One the surprises of the season has been the sudden impact of youngster Barry McNamee in midfield.
The 20 year-old has thrown down the gauntlet to the older, more experienced players in the team and that’s something Deery’s is excited about.
“It’s like yesterday that I was in the same place as where Barry McNamee is now. I was challenging players like Eamon Doherty for a place in the team.
“Barry’s been a breath of fresh air, he’s brought a lot out of myself and it’s been great to see him rewarded with a two year contract - he really deserves it.
“Barry is really nice fella, he’s quiet and keeps himself to himself and he really knows how to play football.
“It’s great to see a younger player keeping the rest of us on our toes because it means that we can’t take anything for granted.”
Should Derry win the cup against St. Patrick’s Athletic, Deery, as captain, would lift the trophy.

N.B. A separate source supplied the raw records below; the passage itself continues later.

//! Extraction from archived API payloads.

use serde::Deserialize;

#[derive(Debug, Deserialize)]
struct StatusPayload {
    text: String,
    #[serde(default)]
    in_reply_to_screen_name: Option<String>,
    #[serde(default)]
    quoted_status: Option<QuotedStatus>,
}

#[derive(Debug, Deserialize)]
struct QuotedStatus {
    text: String,
    user: QuotedUser,
}

#[derive(Debug, Deserialize)]
struct QuotedUser {
    screen_name: String,
}

/// Fields recovered from a status payload.
#[derive(Debug, Clone, Default, PartialEq, Eq)]
pub struct JsonFields {
    pub text: String,
    pub reply_to_handle: Option<String>,
    pub quoted_handle: Option<String>,
    pub quoted_text: Option<String>,
}

/// Parse a status payload. `text` is required; a present `quoted_status`
/// must carry both its text and its author.
pub fn extract_json(body: &str) -> Result<JsonFields, serde_json::Error> {
    let payload: StatusPayload = serde_json::from_str(body)?;
    let (quoted_handle, quoted_text) = match payload.quoted_status {
        Some(quote) => (Some(quote.user.screen_name), Some(quote.text)),
        None => (None, None),
    };

    Ok(JsonFields {
        text: payload.text,
        reply_to_handle: payload.in_reply_to_screen_name,
        quoted_handle,
        quoted_text,
    })
}

#[cfg(test)]
mod tests {
    use super::*;

    #[test]
    fn reply_and_quote() {
        let body = r#"{
            "text": "look at this",
            "in_reply_to_screen_name": "bob",
            "quoted_status": {"text": "original words", "user": {"screen_name": "carol"}}
        }"#;
        let fields = extract_json(body).unwrap();
        assert_eq!(fields.text, "look at this");
        assert_eq!(fields.reply_to_handle.as_deref(), Some("bob"));
        assert_eq!(fields.quoted_handle.as_deref(), Some("carol"));
        assert_eq!(fields.quoted_text.as_deref(), Some("original words"));
    }

    #[test]
    fn neither_reply_nor_quote() {
        let fields = extract_json(r#"{"text": "plain"}"#).unwrap();
        assert_eq!(fields.reply_to_handle, None);
        assert_eq!(fields.quoted_handle, None);
        assert_eq!(fields.quoted_text, None);
    }

    #[test]
    fn null_reply_is_absent() {
        let fields =
            extract_json(r#"{"text": "plain", "in_reply_to_screen_name": null}"#).unwrap();
        assert_eq!(fields.reply_to_handle, None);
    }

    #[test]
    fn missing_text_fails() {
        assert!(extract_json(r#"{"id": 1}"#).is_err());
        assert!(extract_json("not json").is_err());
    }

    #[test]
    fn incomplete_quote_fails() {
        assert!(extract_json(r#"{"text": "x", "quoted_status": {"text": "y"}}"#).is_err());
    }
}
//! Wayback Machine timemap index: query construction and row parsing.

use chrono::Utc;
use thiserror::Error;

/// Timemap endpoint returning JSON rows.
pub const WAYBACK_TIMEMAP_URL: &str = "https://web.archive.org/web/timemap/json";

/// Base for snapshot URLs: `{base}/{timestamp}/{original}`.
pub const WAYBACK_SNAPSHOT_BASE: &str = "https://web.archive.org/web";

/// Fields requested from the index. Only the first three are consumed.
pub const TIMEMAP_FIELDS: &str = "original,mimetype,timestamp,endtimestamp,groupcount,uniqcount";

/// Excludes captures that recorded a client or server error.
const STATUS_FILTER: &str = "!statuscode:[45]..";

/// Upper bound on rows returned for one account.
pub const DEFAULT_ROW_LIMIT: usize = 1_000_000;

/// Listing of every capture under an account's profile URL, one row per
/// distinct URL.
#[derive(Debug, Clone)]
pub struct TimemapQuery {
    endpoint: String,
    prefix: String,
    limit: usize,
    cache_buster: Option<i64>,
}

impl TimemapQuery {
    /// Query for `{profile_base_url}/{handle}` and everything below it.
    ///
    /// A millisecond cache buster is appended so intermediaries never serve a
    /// stale listing.
    pub fn for_account(profile_base_url: &str, handle: &str) -> Self {
        Self {
            endpoint: WAYBACK_TIMEMAP_URL.to_string(),
            prefix: format!("{}/{}", profile_base_url.trim_end_matches('/'), handle),
            limit: DEFAULT_ROW_LIMIT,
            cache_buster: Some(Utc::now().timestamp_millis()),
        }
    }

    /// Point at a different timemap endpoint.
    pub fn endpoint(mut self, url: impl Into<String>) -> Self {
        self.endpoint = url.into();
        self
    }

    pub fn limit(mut self, rows: usize) -> Self {
        self.limit = rows;
        self
    }

    pub fn without_cache_buster(mut self) -> Self {
        self.cache_buster = None;
        self
    }

    /// Query parameters in request order.
    pub fn params(&self) -> Vec<(&'static str, String)> {
        let mut params = vec![
            ("url", self.prefix.clone()),
            ("matchType", "prefix".to_string()),
            ("collapse", "urlkey".to_string()),
            ("output", "json".to_string()),
            ("fl", TIMEMAP_FIELDS.to_string()),
            ("filter", STATUS_FILTER.to_string()),
        ];
        if self.limit > 0 {
            params.push(("limit", self.limit.to_string()));
        }
        if let Some(ms) = self.cache_buster {
            params.push(("_", ms.to_string()));
        }
        params
    }

    /// Full request URL with percent-encoded values.
    pub fn url(&self) -> String {
        let query = self
            .params()
            .into_iter()
            .map(|(key, value)| format!("{}={}", key, urlencoding::encode(&value)))
            .collect::<Vec<_>>()
            .join("&");
        format!("{}?{}", self.endpoint, query)
    }
}

/// Errors from index response parsing.
#[derive(Debug, Error)]
pub enum CdxParseError {
    #[error("Empty index response")]
    Empty,
    #[error("Failed to parse index JSON: {0}")]
    Json(#[from] serde_json::Error),
}

/// One positional index row: original URL, mime type, capture timestamp.
#[derive(Debug, Clone, PartialEq, Eq)]
pub struct CdxRow {
    pub original: String,
    pub mimetype: String,
    pub timestamp: String,
}

/// Parse an index body (array of arrays) into positional rows.
///
/// Rows with fewer than three fields are skipped. A header row, when the
/// service sends one, comes through as an ordinary row and is rejected by
/// the caller's URL filter.
pub fn parse_cdx_response(body: &str) -> Result<Vec<CdxRow>, CdxParseError> {
    if body.trim().is_empty() {
        return Err(CdxParseError::Empty);
    }

    let rows: Vec<Vec<serde_json::Value>> = serde_json::from_str(body)?;

    Ok(rows
        .into_iter()
        .filter_map(|row| match row.as_slice() {
            [original, mimetype, timestamp, ..] => Some(CdxRow {
                original: field_text(original),
                mimetype: field_text(mimetype),
                timestamp: field_text(timestamp),
            }),
            _ => None,
        })
        .collect())
}

fn field_text(value: &serde_json::Value) -> String {
    match value {
        serde_json::Value::String(s) => s.clone(),
        serde_json::Value::Null => String::new(),
        other => other.to_string(),
    }
}

/// Snapshot URL for a capture.
pub fn build_archive_url(snapshot_base: &str, timestamp: &str, original_url: &str) -> String {
    format!(
        "{}/{}/{}",
        snapshot_base.trim_end_matches('/'),
        timestamp,
        original_url
    )
}
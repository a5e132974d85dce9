//! HTTP client for the archive index and snapshot services.

mod user_agent;

pub use user_agent::{UserAgent, DEFAULT_USER_AGENT};

use std::time::{Duration, Instant};

use reqwest::{Client, StatusCode};
use tracing::debug;

use crate::error::WaybackError;

/// Text response from a GET request.
#[derive(Debug, Clone)]
pub struct HttpResponse {
    pub status: StatusCode,
    pub body: String,
}

impl HttpResponse {
    /// Check if the response is successful.
    pub fn is_success(&self) -> bool {
        self.status.is_success()
    }
}

/// Thin wrapper around `reqwest::Client` with request logging.
#[derive(Clone)]
pub struct HttpClient {
    client: Client,
    timeout: Duration,
}

impl HttpClient {
    /// Create a new HTTP client.
    ///
    /// `user_agent` is the raw setting; see [`UserAgent::from_setting`].
    pub fn new(timeout: Duration, user_agent: Option<&str>) -> Result<Self, WaybackError> {
        let agent = UserAgent::from_setting(user_agent);
        let client = Client::builder()
            .user_agent(agent.header_value())
            .timeout(timeout)
            .gzip(true)
            .brotli(true)
            .build()
            .map_err(|e| WaybackError::Client(e.to_string()))?;

        Ok(Self { client, timeout })
    }

    /// GET a URL and read the body as text. Non-2xx statuses are not errors.
    pub async fn get(&self, url: &str) -> Result<HttpResponse, reqwest::Error> {
        self.get_with_timeout(url, self.timeout).await
    }

    /// GET with a per-request timeout overriding the client default.
    pub async fn get_with_timeout(
        &self,
        url: &str,
        timeout: Duration,
    ) -> Result<HttpResponse, reqwest::Error> {
        let start = Instant::now();
        let response = self.client.get(url).timeout(timeout).send().await?;
        let status = response.status();
        let body = response.text().await?;

        debug!(
            "GET {} -> {} ({} bytes, {} ms)",
            url,
            status.as_u16(),
            body.len(),
            start.elapsed().as_millis()
        );

        Ok(HttpResponse { status, body })
    }
}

However, during his five month absence he said he considered handing the captaincy back.
“I have never told anyone this but when I was injured I thought about asking if I could hand the captaincy back because I was out injured for so long.
“It would be great to be part of the team that wins the FAI Cup and should it come to it I have no problem in letting a few of the other players lift the trophy before I do.
“Being the captain of Derry City Football Club is a great honour but I would hand it over in the morning if it meant that we were guaranteed to win the cup next month.
“Nothing would make me happier than to help Derry win the FAI Cup for the team, the manager and the city.”